18th century British warship HMS Ontario found intact in Great Lake

A British warship which sank during the American War of Independence has been found in remarkable condition at the bottom of Lake Ontario.

The crows nest and foremast of the sunken 228-year-old British warship HMS Ontario Credit: Photo: AP

HMS Ontario had long been regarded as one of the "Holy Grail" shipwrecks and is the oldest shipwreck and only fully intact British warship ever found in the Great Lakes.

The 22-gunship was lost with barely a trace and as many as 130 people aboard during a gale in 1780.

It was found by shipwreck enthusiasts Jim Kennard and Dan Scoville using side-scanning sonar and an unmanned submersible

Historian Arthur Britton Smith, whose book The Legend of the Lake chronicles the history of the HMS Ontario, said: "To have a Revolutionary War vessel that's practically intact is unbelievable. It's an archaeological miracle."

The 80ft sloop of war was found to have been astonishingly well-preserved by the cold, deep waters of the lake.

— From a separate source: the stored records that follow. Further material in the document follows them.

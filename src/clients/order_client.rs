//! Typed client for the Order actor.

use crate::framework::{ActorError, ResourceClient};
use crate::model::{DeliveryBid, Order, OrderCreate, OrderStatus};
use crate::order_actor::{OrderAction, OrderActionResult, OrderError};

/// Client handle for order lifecycle and bidding operations.
#[derive(Clone)]
pub struct OrderClient {
    inner: ResourceClient<Order>,
}

impl OrderClient {
    pub fn new(inner: ResourceClient<Order>) -> Self {
        Self { inner }
    }

    fn lift(err: ActorError<OrderError>) -> OrderError {
        match err {
            ActorError::Entity(e) => e,
            ActorError::NotFound(id) => OrderError::NotFound(id),
            other => OrderError::Actor(other.to_string()),
        }
    }

    /// Checkout: creates the order, which charges the customer and snapshots
    /// prices before it is stored. Returns the stored order.
    pub async fn place(&self, params: OrderCreate) -> Result<Order, OrderError> {
        let id = self.inner.create(params).await.map_err(Self::lift)?;
        self.fetch(&id).await
    }

    pub async fn get(&self, id: &str) -> Result<Option<Order>, OrderError> {
        self.inner.get(id.to_string()).await.map_err(Self::lift)
    }

    /// Like [`get`](Self::get), but absence is an error.
    pub async fn fetch(&self, id: &str) -> Result<Order, OrderError> {
        self.get(id)
            .await?
            .ok_or_else(|| OrderError::NotFound(id.to_string()))
    }

    pub async fn list(&self) -> Result<Vec<Order>, OrderError> {
        self.inner.list().await.map_err(Self::lift)
    }

    /// One customer's orders, newest first.
    pub async fn for_customer(&self, customer_id: &str) -> Result<Vec<Order>, OrderError> {
        let mut orders: Vec<Order> = self
            .list()
            .await?
            .into_iter()
            .filter(|order| order.customer_id == customer_id)
            .collect();
        orders.sort_by(|a, b| b.created_at.cmp(&a.created_at));
        Ok(orders)
    }

    async fn act(&self, id: &str, action: OrderAction) -> Result<OrderActionResult, OrderError> {
        self.inner
            .perform_action(id.to_string(), action)
            .await
            .map_err(Self::lift)
    }

    pub async fn update_status(
        &self,
        order_id: &str,
        actor_id: &str,
        new_status: OrderStatus,
    ) -> Result<Order, OrderError> {
        match self
            .act(
                order_id,
                OrderAction::SetStatus {
                    actor_id: actor_id.to_string(),
                    new_status,
                },
            )
            .await?
        {
            OrderActionResult::SetStatus(order) => Ok(order),
            other => unreachable!("mismatched action result: {other:?}"),
        }
    }

    pub async fn submit_bid(
        &self,
        order_id: &str,
        courier_id: &str,
        amount: f64,
    ) -> Result<DeliveryBid, OrderError> {
        match self
            .act(
                order_id,
                OrderAction::SubmitBid {
                    courier_id: courier_id.to_string(),
                    amount,
                },
            )
            .await?
        {
            OrderActionResult::SubmitBid(bid) => Ok(bid),
            other => unreachable!("mismatched action result: {other:?}"),
        }
    }

    pub async fn accept_bid(
        &self,
        order_id: &str,
        bid_id: &str,
        manager_id: &str,
        memo: Option<&str>,
    ) -> Result<Order, OrderError> {
        match self
            .act(
                order_id,
                OrderAction::AcceptBid {
                    manager_id: manager_id.to_string(),
                    bid_id: bid_id.to_string(),
                    memo: memo.map(str::to_string),
                },
            )
            .await?
        {
            OrderActionResult::AcceptBid(order) => Ok(order),
            other => unreachable!("mismatched action result: {other:?}"),
        }
    }

    pub async fn mark_delivered(&self, order_id: &str, courier_id: &str) -> Result<Order, OrderError> {
        match self
            .act(
                order_id,
                OrderAction::MarkDelivered {
                    courier_id: courier_id.to_string(),
                },
            )
            .await?
        {
            OrderActionResult::MarkDelivered(order) => Ok(order),
            other => unreachable!("mismatched action result: {other:?}"),
        }
    }

    /// Rates the dish and, when `delivery_stars` is given, the assigned
    /// courier. One submission per order.
    #[allow(clippy::too_many_arguments)]
    pub async fn submit_rating(
        &self,
        order_id: &str,
        customer_id: &str,
        dish_id: &str,
        food_stars: u32,
        delivery_stars: Option<u32>,
        comment: &str,
    ) -> Result<Order, OrderError> {
        match self
            .act(
                order_id,
                OrderAction::SubmitRating {
                    customer_id: customer_id.to_string(),
                    dish_id: dish_id.to_string(),
                    food_stars,
                    delivery_stars,
                    comment: comment.to_string(),
                },
            )
            .await?
        {
            OrderActionResult::SubmitRating(order) => Ok(order),
            other => unreachable!("mismatched action result: {other:?}"),
        }
    }
}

Kennard and Scoville said they regard it as a war grave and have no plans to raise it or remove any of its artifacts. They said the ship is still considered the property of the British Admiralty.

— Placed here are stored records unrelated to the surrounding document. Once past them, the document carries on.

//! Account-specific resource logic and entity implementation.

pub mod entity;
pub mod error;

pub use entity::{AccountAction, AccountActionResult, OrderCharge};
pub use error::*;

use crate::clients::AccountClient;
use crate::framework::ResourceActor;
use crate::model::Account;
use std::sync::atomic::{AtomicU64, Ordering};
use std::sync::Arc;

/// Creates a new Account actor and its client.
pub fn new() -> (ResourceActor<Account>, AccountClient) {
    let account_id_counter = Arc::new(AtomicU64::new(1));
    let next_account_id = move || {
        let id = account_id_counter.fetch_add(1, Ordering::SeqCst);
        format!("account_{}", id)
    };

    let (actor, generic_client) = ResourceActor::new(32, next_account_id);
    let client = AccountClient::new(generic_client);

    (actor, client)
}
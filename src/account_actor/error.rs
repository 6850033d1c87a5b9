//! Error types for the Account actor.

use thiserror::Error;

/// Errors that can occur during account operations.
#[derive(Debug, Clone, Error, PartialEq)]
pub enum AccountError {
    /// The requested account was not found.
    #[error("Account not found: {0}")]
    NotFound(String),

    /// The balance cannot cover a debit. Filing this error has already cost
    /// the account a warning; that side effect is not rolled back.
    #[error("Insufficient balance: need ${needed:.2} but have ${available:.2}")]
    InsufficientFunds { needed: f64, available: f64 },

    /// The acting or target account's role does not permit the operation.
    #[error("Forbidden: {0}")]
    Forbidden(String),

    /// The account is not in a state that permits the operation.
    #[error("Invalid state: {0}")]
    InvalidState(String),

    /// The payload failed validation.
    #[error("Validation error: {0}")]
    Validation(String),

    /// An error occurred while communicating with the actor system.
    #[error("Actor communication error: {0}")]
    Actor(String),
}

Although the vessel sits in an area where the water is up to 500ft deep and cannot be reached by anyone but the most experienced divers, Kennard and Scoville refused to give its exact location in a bid to deter scavengers, saying only that it was found off the southern shore.

The sloop was discovered resting partially on its side, with two masts extending more than 70 feet above the lake bottom.

Two crow's nests on each mast - a rare feature - helped identify the ship, as did the carved scroll bow stem. The explorers also found two cannons, two anchors and the ship's bell. The quarter galleries on either side of the stern, which housed the officers' quarters, were beautifully preserved.

Scoville said: "Usually when ships go down in big storms, they get beat up quite a bit. They don't sink nice and square. This went down in a huge storm, and it still managed to stay intact. There are even two windows that aren't broken. Just going down, the pressure difference, can break the windows. It's a beautiful ship."

Smith, who was shown underwater video of the find, said: "If it wasn't for the zebra mussels, she looks like she only sunk last week."

The dark, cold freshwater of Lake Ontario acts as a perfect preservative, Smith said. There is no light and no oxygen at that depth to aid decomposition, and little marine life to feed on the wood.

HMS Ontario went down on October 31, 1780, with a garrison of 60 British soldiers, a crew of about 40, mostly Canadians, and possibly about 30 American war prisoners.

The warship had been launched only five months earlier and was used to ferry troops and supplies along the border of New York state. Although it was the biggest British ship on the Great Lakes at the time, it never saw battle, Smith said.

After the ship disappeared, the British conducted a sweeping search but tried to keep the sinking secret from General George Washington's troops because of the blow to British defences and morale.

Hatchway gratings, the binnacle, compasses and several hats and blankets drifted ashore the next day. A few days later the ship's sails were found adrift in the lake. In 1781, six bodies from the Ontario were found near Wilson, New York.

But for the next two centuries, there were no further traces of the ship.

Explorers had been searching for the Ontario for decades, and there have been numerous false finds over the years, said Eric Bloomquist, interpretative programmes manager at Old Fort Niagara.

Kennard, an electrical engineer who has been diving for nearly 40 years and has found more than 200 wrecks in the Great Lakes, Lake Champlain, the Finger Lakes and in the Mississippi and Ohio Rivers, began searching for the Ontario 35 years ago, but quit after several frustrating and fruitless years.

He teamed up with Scoville, a diver who developed the remote-controlled submersible with students from the Rochester Institute of Technology, six years ago. The pair have since found seven ships in the lake.

Over the years, Kennard obtained documents from British and Canadian archives on the Ontario, including the ship's design plans. Even then, it took the pair three years of searching more than 200 square miles before they found the vessel earlier this month.

After locating the wreck with the sonar, the explorers used the submersible to confirm their find, chronicling their discovery with more than 80 minutes of underwater video.

Carrie Sowden, archaeological director of the Peachman Lake Erie Shipwreck Research Centre of the Great Lakes Historical Society in Vermillion, Ohio, said: "Certainly it is one of the earliest discovered shipwrecks, if not the earliest. And if it's in the condition they say, it's quite significant."

Kennard said he and his partner have gathered so much video evidence that it will not be necessary to return to the site. He added that they hope to make a documentary about the discovery.

There are an estimated 4,700 shipwrecks in the Great Lakes, including about 500 in Lake Ontario alone.